* **YOUR TASK**
Scan the lines below and report each one containing "offset" by copying it.

----- INPUT FOR THIS TASK

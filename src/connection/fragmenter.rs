//! Outbound message fragmentation (RFC 6455 Section 5.4).
//!
//! Fragmentation happens after extension encoding, so a compressed message
//! is split along its already-compressed bytes. The first fragment carries
//! the message opcode and any RSV bits the pipeline set; the rest are
//! continuation frames with clear RSV.

use crate::protocol::{Frame, OpCode};

/// Splits one encoded whole-message frame into wire frames.
pub struct Fragmenter {
    opcode: OpCode,
    rsv1: bool,
    payload: Vec<u8>,
    max_fragment: usize,
    offset: usize,
    emitted_first: bool,
}

impl Fragmenter {
    /// Fragment `frame` into payloads of at most `max_fragment` bytes.
    #[must_use]
    pub fn new(frame: Frame, max_fragment: usize) -> Self {
        Self {
            opcode: frame.opcode,
            rsv1: frame.rsv1,
            payload: frame.payload,
            max_fragment: max_fragment.max(1),
            offset: 0,
            emitted_first: false,
        }
    }

    /// Whether the payload needs more than one frame.
    #[must_use]
    pub fn is_fragmented(&self) -> bool {
        self.payload.len() > self.max_fragment
    }
}

impl Iterator for Fragmenter {
    type Item = Frame;

    fn next(&mut self) -> Option<Frame> {
        if self.offset >= self.payload.len() {
            if !self.emitted_first {
                // Empty message still produces one final frame.
                self.emitted_first = true;
                let mut frame = Frame::new(true, self.opcode, Vec::new());
                frame.rsv1 = self.rsv1;
                return Some(frame);
            }
            return None;
        }

        let remaining = self.payload.len() - self.offset;
        let take = remaining.min(self.max_fragment);
        let chunk = self.payload[self.offset..self.offset + take].to_vec();
        self.offset += take;
        let fin = self.offset >= self.payload.len();

        let mut frame = if self.emitted_first {
            Frame::new(fin, OpCode::Continuation, chunk)
        } else {
            self.emitted_first = true;
            let mut first = Frame::new(fin, self.opcode, chunk);
            first.rsv1 = self.rsv1;
            first
        };
        frame.fin = fin;
        Some(frame)
    }
}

----------

* **RESULT FOR THIS TASK**
    offset: usize,
            offset: 0,
        if self.offset >= self.payload.len() {
        let remaining = self.payload.len() - self.offset;
        let chunk = self.payload[self.offset..self.offset + take].to_vec();
        self.offset += take;
        let fin = self.offset >= self.payload.len();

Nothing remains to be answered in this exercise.